- Available data -
use std::sync::atomic::AtomicBool;
use std::sync::atomic::AtomicU8;
use std::sync::atomic::AtomicUsize;
use std::sync::atomic::Ordering;
use std::sync::Arc;

use super::ChunkMetadata;
use crate::time::get_now_as_millis;
use crate::utils::id;

/// Lifecycle position of a chunk once it has left the active set.
///
/// Transitions only move forward:
/// `Active -> Queued -> Resolving -> Done`.
#[repr(u8)]
#[derive(Debug, Clone, Copy, PartialEq, Eq)]
pub enum ChunkStage {
    /// Registered and visible to the write path
    Active = 0,
    /// Waiting in the resolve queue
    Queued = 1,
    /// Being delivered to handlers
    Resolving = 2,
    /// Delivered and cleaned up
    Done = 3,
}

impl From<u8> for ChunkStage {
    fn from(value: u8) -> Self {
        match value {
            0 => ChunkStage::Active,
            1 => ChunkStage::Queued,
            2 => ChunkStage::Resolving,
            _ => ChunkStage::Done,
        }
    }
}

/// How the chunk came into existence. Behavior is identical for both.
#[derive(Debug, Clone, Copy, PartialEq, Eq)]
pub enum ChunkOrigin {
    /// Created by the write path
    Scratch,
    /// Rebuilt from persisted data on restart
    Existing,
}

/// A bounded batch of rows for one table.
///
/// All mutable state is atomic so a chunk can be shared between the write path,
/// the storage backend and the resolve loops behind an `Arc`.
///
/// - `size` counts rows the backend has durably stored.
/// - `reserved` counts rows admitted by the write path, including those still in
///   flight. Admission never lets it exceed the configured limit.
/// - `writers` counts in-flight appends; the chunk is consistent when it is zero.
#[derive(Debug)]
pub struct Chunk {
    id: String,
    table: String,
    created_at: u64,
    expires_at: u64,
    origin: ChunkOrigin,

    size: AtomicUsize,
    reserved: AtomicUsize,
    writers: AtomicUsize,
    blocked: AtomicBool,
    force_ready: AtomicBool,
    stage: AtomicU8,
}

impl Chunk {
    /// New empty chunk for `table` living at least `live_at_least_ms`.
    pub fn scratch(
        table: &str,
        live_at_least_ms: u64,
    ) -> Self {
        let created_at = get_now_as_millis();
        Self::build(
            id::chunk_id(table, created_at),
            table.to_string(),
            created_at,
            created_at.saturating_add(live_at_least_ms),
            0,
            ChunkOrigin::Scratch,
        )
    }

    /// Chunk rebuilt from persisted metadata holding `size` rows.
    pub fn existing(
        id: String,
        metadata: ChunkMetadata,
        size: usize,
    ) -> Self {
        Self::build(
            id,
            metadata.table,
            get_now_as_millis(),
            metadata.expires_at,
            size,
            ChunkOrigin::Existing,
        )
    }

    fn build(
        id: String,
        table: String,
        created_at: u64,
        expires_at: u64,
        size: usize,
        origin: ChunkOrigin,
    ) -> Self {
        Self {
            id,
            table,
            created_at,
            expires_at,
            origin,
            size: AtomicUsize::new(size),
            reserved: AtomicUsize::new(size),
            writers: AtomicUsize::new(0),
            blocked: AtomicBool::new(false),
            force_ready: AtomicBool::new(false),
            stage: AtomicU8::new(ChunkStage::Active as u8),
        }
    }

    pub fn id(&self) -> &str {
        &self.id
    }

    pub fn table(&self) -> &str {
        &self.table
    }

    pub fn created_at(&self) -> u64 {
        self.created_at
    }

    pub fn expires_at(&self) -> u64 {
        self.expires_at
    }

    pub fn origin(&self) -> ChunkOrigin {
        self.origin
    }

    pub fn metadata(&self) -> ChunkMetadata {
        ChunkMetadata {
            table: self.table.clone(),
            expires_at: self.expires_at,
        }
    }

    /// Durably stored row count
    pub fn size(&self) -> usize {
        self.size.load(Ordering::Acquire)
    }

    /// Rows admitted so far, in flight included
    pub fn reserved(&self) -> usize {
        self.reserved.load(Ordering::Acquire)
    }

    pub(crate) fn increase_size(
        &self,
        delta: usize,
    ) {
        self.size.fetch_add(delta, Ordering::AcqRel);
    }

    pub(crate) fn decrease_size(
        &self,
        delta: usize,
    ) {
        let _ = self
            .size
            .fetch_update(Ordering::AcqRel, Ordering::Acquire, |s| Some(s.saturating_sub(delta)));
        self.release(delta);
    }

    /// Admit up to `wanted` rows without crossing `limit`; returns the admitted count.
    pub(crate) fn reserve(
        &self,
        wanted: usize,
        limit: usize,
    ) -> usize {
        let mut admitted = 0;
        let _ = self
            .reserved
            .fetch_update(Ordering::AcqRel, Ordering::Acquire, |reserved| {
                admitted = wanted.min(limit.saturating_sub(reserved));
                Some(reserved + admitted)
            });
        admitted
    }

    /// Give back admitted rows that never reached storage
    pub(crate) fn release(
        &self,
        count: usize,
    ) {
        let _ = self
            .reserved
            .fetch_update(Ordering::AcqRel, Ordering::Acquire, |r| Some(r.saturating_sub(count)));
    }

    /// `now >= expires_at`, inclusive at the boundary.
    pub fn is_expired_at(
        &self,
        now: u64,
    ) -> bool {
        now >= self.expires_at
    }

    pub fn is_expired(&self) -> bool {
        self.is_expired_at(get_now_as_millis())
    }

    /// Ready when forced, expired, or holding at least `limit` rows.
    pub fn is_ready(
        &self,
        row_count: usize,
        limit: usize,
        now: u64,
    ) -> bool {
        self.force_ready.load(Ordering::Acquire) || self.is_expired_at(now) || row_count >= limit
    }

    pub fn set_ready(&self) {
        self.force_ready.store(true, Ordering::Release);
    }

    pub fn is_consistent(&self) -> bool {
        self.writers.load(Ordering::SeqCst) == 0
    }

    pub fn is_blocked(&self) -> bool {
        self.blocked.load(Ordering::SeqCst)
    }

    pub fn is_unblocked(&self) -> bool {
        !self.is_blocked()
    }

    /// Reject any further appends
    pub fn block(&self) {
        self.blocked.store(true, Ordering::SeqCst);
    }

    pub fn unblock(&self) {
        self.blocked.store(false, Ordering::SeqCst);
    }

    /// Mark an append as in flight until the returned guard is dropped.
    pub fn enter_write(self: &Arc<Self>) -> WriteGuard {
        self.writers.fetch_add(1, Ordering::SeqCst);
        WriteGuard { chunk: self.clone() }
    }

    pub fn stage(&self) -> ChunkStage {
        ChunkStage::from(self.stage.load(Ordering::Acquire))
    }

    /// Move from `from` to `to`; fails if another party already moved the chunk.
    pub(crate) fn transition(
        &self,
        from: ChunkStage,
        to: ChunkStage,
    ) -> bool {
        self.stage
            .compare_exchange(from as u8, to as u8, Ordering::AcqRel, Ordering::Acquire)
            .is_ok()
    }
}

/// Holds a chunk inconsistent for the lifetime of one append.
#[derive(Debug)]
pub struct WriteGuard {
    chunk: Arc<Chunk>,
}

impl Drop for WriteGuard {
    fn drop(&mut self) {
        self.chunk.writers.fetch_sub(1, Ordering::SeqCst);
    }
}
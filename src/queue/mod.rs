//! FIFO sequence used to hand chunks from the readiness loop to the hand-off loop.
//!
//! The queue carries no synchronization of its own; the resolver guards it with a
//! single lock.

use std::collections::VecDeque;


/// Strict first-in first-out queue
#[derive(Debug)]
pub struct Queue<T> {
    elements: VecDeque<T>,
}

impl<T> Default for Queue<T> {
    fn default() -> Self {
        Self::new()
    }
}

impl<T> Queue<T> {
    pub fn new() -> Self {
        Self {
            elements: VecDeque::new(),
        }
    }

    /// Appends an element to the back of the queue
    pub fn enqueue(
        &mut self,
        element: T,
    ) {
        self.elements.push_back(element);
    }

    /// Removes and returns the oldest element, `None` when empty
    pub fn dequeue(&mut self) -> Option<T> {
        self.elements.pop_front()
    }

    /// Returns the oldest element without removing it
    pub fn peek(&self) -> Option<&T> {
        self.elements.front()
    }

    pub fn is_empty(&self) -> bool {
        self.elements.is_empty()
    }

    pub fn size(&self) -> usize {
        self.elements.len()
    }

    pub fn clear(&mut self) {
        self.elements.clear();
    }
}
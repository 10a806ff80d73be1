use chunk_resolver::register_custom_metrics;
use chunk_resolver::CacheError;
use chunk_resolver::ChunkResolver;
use chunk_resolver::Error;
use chunk_resolver::ResolverConfig;

use crate::common::rows;
use crate::common::wait_until;
use crate::common::Collected;
use crate::enable_logger;

/// # Case 1: producers on two tables
///
/// ## Criterias:
/// 1. every cached row is delivered, per table, in admission order
/// 2. no delivered chunk exceeds the size limit
#[tokio::test]
async fn test_rows_are_delivered_per_table() {
    enable_logger();
    let resolver = ChunkResolver::new(ResolverConfig::memory(25, 200, 5))
        .await
        .expect("should succeed");
    let collected = Collected::default();
    collected.attach(&resolver);

    resolver.cache("orders", rows(0, 60)).await.expect("should succeed");
    resolver.cache("users", rows(0, 10)).await.expect("should succeed");
    resolver.cache("orders", rows(60, 15)).await.expect("should succeed");

    assert!(wait_until(|| collected.total_rows() == 85).await);
    assert_eq!(collected.rows_for("orders"), rows(0, 75));
    assert_eq!(collected.rows_for("users"), rows(0, 10));
    assert_eq!(resolver.pending_chunks(), 0);

    resolver.stop().await.expect("should succeed");
}

#[tokio::test]
async fn test_shutdown_forbids_cache() {
    enable_logger();
    let resolver = ChunkResolver::new(ResolverConfig::memory(10, 1000, 5))
        .await
        .expect("should succeed");

    resolver.shutdown().expect("should succeed");
    let result = resolver.cache("orders", rows(0, 1)).await;
    assert!(matches!(result, Err(Error::Cache(CacheError::Forbidden))));
}

#[test]
fn test_metrics_register_once() {
    let registry = prometheus::Registry::new();
    register_custom_metrics(&registry).expect("should succeed");
    assert!(register_custom_metrics(&registry).is_err());
}
impl ResolverInner {
    #[instrument(skip(self, rows), fields(rows = rows.len()))]
    async fn cache(
        self: &Arc<Self>,
        table: &str,
        mut rows: Vec<Row>,
    ) -> Result<()> {
        if !self.caching_enabled.load(Ordering::Acquire) {
            return Err(CacheError::Forbidden.into());
        }
        id::validate_table(table)?;

        let total = rows.len();
        while !rows.is_empty() {
            let (chunk, admitted, _admission) = self.admit(table, rows.len());

            let rest = rows.split_off(admitted);
            let batch = std::mem::replace(&mut rows, rest);

            if let Err(e) = self.backend.save(&chunk, batch).await {
                error!(chunk_id = chunk.id(), "save failed: {:?}", e);
                chunk.release(admitted);
                return Err(e);
            }
        }

        ROWS_CACHED.with_label_values(&[table]).inc_by(total as u64);
        self.ensure_watching();
        Ok(())
    }

    /// Pick the unblocked chunk of `table` (or create one) and admit up to `wanted`
    /// rows into it.
    ///
    /// Runs under the registry lock, and the returned guard keeps the chunk
    /// inconsistent until the caller's save completes, so the readiness loop can
    /// not queue the chunk in between.
    fn admit(
        &self,
        table: &str,
        wanted: usize,
    ) -> (Arc<Chunk>, usize, WriteGuard) {
        let limit = self.config.chunk_size;
        let mut registry = self.registry.lock();

        loop {
            let chunk = match registry.current_for_table(table) {
                Some(chunk) if chunk.is_unblocked() => chunk,
                _ => {
                    let chunk = Arc::new(Chunk::scratch(table, self.config.chunk_life_ms));
                    debug!(chunk_id = chunk.id(), table, "created chunk");
                    registry.register(chunk.clone());
                    ACTIVE_CHUNKS.inc();
                    chunk
                }
            };

            let admitted = chunk.reserve(wanted, limit);
            if admitted == 0 {
                trace!(chunk_id = chunk.id(), "no capacity left, blocking chunk");
                chunk.block();
                continue;
            }

            let admission = chunk.enter_write();
            return (chunk, admitted, admission);
        }
    }

    fn add_handler(
        self: &Arc<Self>,
        handler: Arc<dyn ResolveHandler>,
    ) -> HandlerKey {
        let key = HandlerKey(id::handler_key());
        self.handlers.rcu(|current| {
            let mut next: HandlerList = current.iter().cloned().collect();
            next.push((key.clone(), handler.clone()));
            next
        });
        debug!(handler = %key, "resolve handler registered");

        if self.handler_missing.swap(false, Ordering::SeqCst) {
            info!("handler registered, resuming chunk hand-off");
        }
        self.ensure_watching_queue();
        key
    }

    fn ensure_watching(self: &Arc<Self>) {
        if self.stop.is_cancelled() {
            return;
        }

        if !self.watching_registry.swap(true, Ordering::SeqCst) {
            let this = self.clone();
            self.spawn_loop("registry watcher", this.watch_registry());
        }
        self.registry_changed.notify_one();

        self.ensure_watching_queue();
    }

    fn ensure_watching_queue(self: &Arc<Self>) {
        if self.stop.is_cancelled() || self.handler_missing.load(Ordering::SeqCst) {
            return;
        }

        if !self.watching_queue.swap(true, Ordering::SeqCst) {
            let this = self.clone();
            self.spawn_loop("resolve queue watcher", this.watch_resolve_queue());
        }
        self.queue_changed.notify_one();
    }

    fn spawn_loop<F>(
        &self,
        name: &'static str,
        task: F,
    ) where
        F: Future<Output = Result<()>> + Send + 'static,
    {
        let handle = self.runtime.spawn(async move {
            let result = task.await;
            if let Err(e) = &result {
                error!("{} stopped with error: {:?}", name, e);
            }
            result
        });
        self.tasks.lock().push(handle);
    }

    /// Readiness loop. Paces itself with `check_interval_ms` between two chunk
    /// examinations and idles while the registry is empty.
    async fn watch_registry(self: Arc<Self>) -> Result<()> {
        debug!("registry watcher started");
        let pause = Duration::from_millis(self.config.check_interval_ms);

        loop {
            if self.stop.is_cancelled() {
                break;
            }

            let snapshot = self.registry.lock().get_all();
            if snapshot.is_empty() {
                tokio::select! {
                    _ = self.stop.cancelled() => break,
                    _ = self.registry_changed.notified() => {}
                }
                continue;
            }

            for entry in snapshot {
                self.examine(&entry.chunk).await;

                tokio::select! {
                    _ = self.stop.cancelled() => break,
                    _ = tokio::time::sleep(pause) => {}
                }
            }
        }

        self.watching_registry.store(false, Ordering::SeqCst);
        debug!("registry watcher stopped");
        Ok(())
    }

    /// Block the chunk if it is ready; queue it once it is also consistent.
    async fn examine(
        self: &Arc<Self>,
        chunk: &Arc<Chunk>,
    ) {
        let row_count = self.backend.count_rows(chunk.id());
        if !chunk.is_ready(row_count, self.config.chunk_size, get_now_as_millis()) {
            return;
        }

        let released = {
            let mut registry = self.registry.lock();
            if registry.get_one(chunk.id()).is_none() {
                return;
            }

            if chunk.is_unblocked() {
                chunk.block();
                debug!(chunk_id = chunk.id(), row_count, "chunk blocked");
            }

            if chunk.is_consistent() {
                registry.unregister(chunk.id());
                true
            } else {
                trace!(chunk_id = chunk.id(), "append in flight, deferring");
                false
            }
        };

        if !released {
            return;
        }
        ACTIVE_CHUNKS.dec();

        if chunk.size() == 0 {
            // Every save into it failed; there is nothing to deliver
            debug!(chunk_id = chunk.id(), "dropping empty chunk");
            chunk.transition(ChunkStage::Active, ChunkStage::Done);
            if let Err(e) = self.backend.cleanup(chunk.id()).await {
                trace!("cleanup of empty chunk failed: {:?}", e);
            }
            return;
        }

        chunk.transition(ChunkStage::Active, ChunkStage::Queued);
        self.resolve_queue.lock().enqueue(chunk.clone());
        debug!(chunk_id = chunk.id(), size = chunk.size(), "chunk queued for resolve");

        self.ensure_watching_queue();
    }

    /// Hand-off loop. Delivers queued chunks one at a time.
    async fn watch_resolve_queue(self: Arc<Self>) -> Result<()> {
        debug!("resolve queue watcher started");
        let pause = Duration::from_millis(self.config.check_interval_ms);

        loop {
            if self.stop.is_cancelled() {
                break;
            }

            let head = self.resolve_queue.lock().peek().map(|c| c.id().to_string());
            let head_id = match head {
                Some(head_id) => head_id,
                None => {
                    tokio::select! {
                        _ = self.stop.cancelled() => break,
                        _ = self.queue_changed.notified() => {}
                    }
                    continue;
                }
            };

            let handlers = self.handlers.load_full();
            if handlers.is_empty() {
                // Leave the chunk queued: without a handler its rows would be lost
                error!(chunk_id = %head_id, "no resolve handler registered");
                return Err(self.give_up_without_handler(head_id));
            }

            let next = self.resolve_queue.lock().dequeue();
            let Some(chunk) = next else {
                continue;
            };

            if !chunk.is_consistent() {
                trace!(chunk_id = chunk.id(), "queued chunk still inconsistent, requeue");
                self.resolve_queue.lock().enqueue(chunk);
                tokio::select! {
                    _ = self.stop.cancelled() => break,
                    _ = tokio::time::sleep(pause) => {}
                }
                continue;
            }

            self.resolve(chunk, &handlers).await;
        }

        self.watching_queue.store(false, Ordering::SeqCst);
        debug!("resolve queue watcher stopped");
        Ok(())
    }

    fn give_up_without_handler(
        self: &Arc<Self>,
        chunk_id: String,
    ) -> Error {
        self.handler_missing.store(true, Ordering::SeqCst);
        self.watching_queue.store(false, Ordering::SeqCst);

        // A handler may have been registered while we were giving up
        if !self.handlers.load().is_empty() && self.handler_missing.swap(false, Ordering::SeqCst) {
            self.ensure_watching_queue();
        }

        CacheError::NoHandler { chunk_id }.into()
    }

    /// Invoke every handler, isolating failures, then clean the chunk up.
    async fn resolve(
        &self,
        chunk: Arc<Chunk>,
        handlers: &HandlerList,
    ) {
        if !chunk.transition(ChunkStage::Queued, ChunkStage::Resolving) {
            warn!(chunk_id = chunk.id(), stage = ?chunk.stage(), "chunk already resolved, skipping");
            return;
        }

        let started = Instant::now();
        let view = ResolvedChunk::new(&chunk, self.backend.clone());

        let outcomes = join_all(handlers.iter().map(|(key, handler)| {
            let key = key.clone();
            let handler = handler.clone();
            let view = view.clone();
            async move {
                let outcome = AssertUnwindSafe(async move { handler.handle(view).await })
                    .catch_unwind()
                    .await;
                (key, outcome)
            }
        }))
        .await;

        for (key, outcome) in outcomes {
            match outcome {
                Ok(Ok(())) => {}
                Ok(Err(e)) => {
                    warn!(handler = %key, chunk_id = chunk.id(), "resolve handler failed: {}", e);
                    HANDLER_FAILURES.with_label_values(&[chunk.table()]).inc();
                }
                Err(_) => {
                    error!(handler = %key, chunk_id = chunk.id(), "resolve handler panicked");
                    HANDLER_FAILURES.with_label_values(&[chunk.table()]).inc();
                }
            }
        }

        if let Err(e) = self.backend.cleanup(chunk.id()).await {
            error!(chunk_id = chunk.id(), "cleanup after resolve failed: {:?}", e);
            CLEANUP_FAILURES.inc();
        }
        chunk.transition(ChunkStage::Resolving, ChunkStage::Done);

        CHUNKS_RESOLVED.with_label_values(&[chunk.table()]).inc();
        RESOLVE_DURATION_MS
            .with_label_values(&[chunk.table()])
            .observe(started.elapsed().as_millis() as f64);
        info!(
            chunk_id = chunk.id(),
            table = chunk.table(),
            size = chunk.size(),
            "chunk resolved"
        );
    }

    fn shutdown(&self) -> Result<()> {
        info!("shutdown requested, disabling cache and backing up buffered writes");
        self.caching_enabled.store(false, Ordering::SeqCst);
        self.stop.cancel();
        self.backend.backup()
    }

    fn listen_for_shutdown_signal(self: &Arc<Self>) {
        let this = self.clone();
        self.runtime.spawn(async move {
            tokio::select! {
                _ = this.stop.cancelled() => {}
                signal = wait_for_termination() => match signal {
                    Ok(name) => {
                        info!("Initialize chunks backup due to received {} signal", name);
                        if let Err(e) = this.shutdown() {
                            error!("Backup on shutdown failed: {:?}", e);
                        }
                        std::process::exit(0);
                    }
                    Err(e) => {
                        error!("Failed to install termination signal handler: {:?}", e);
                    }
                }
            }
        });
    }
}
mod disk_backend;

pub use disk_backend::*;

- Work instructions -
Which lines of the records above contain the word "peek"? Report each one.

- Answer for this exercise -
    pub fn peek(&self) -> Option<&T> {
            let head = self.resolve_queue.lock().peek().map(|c| c.id().to_string());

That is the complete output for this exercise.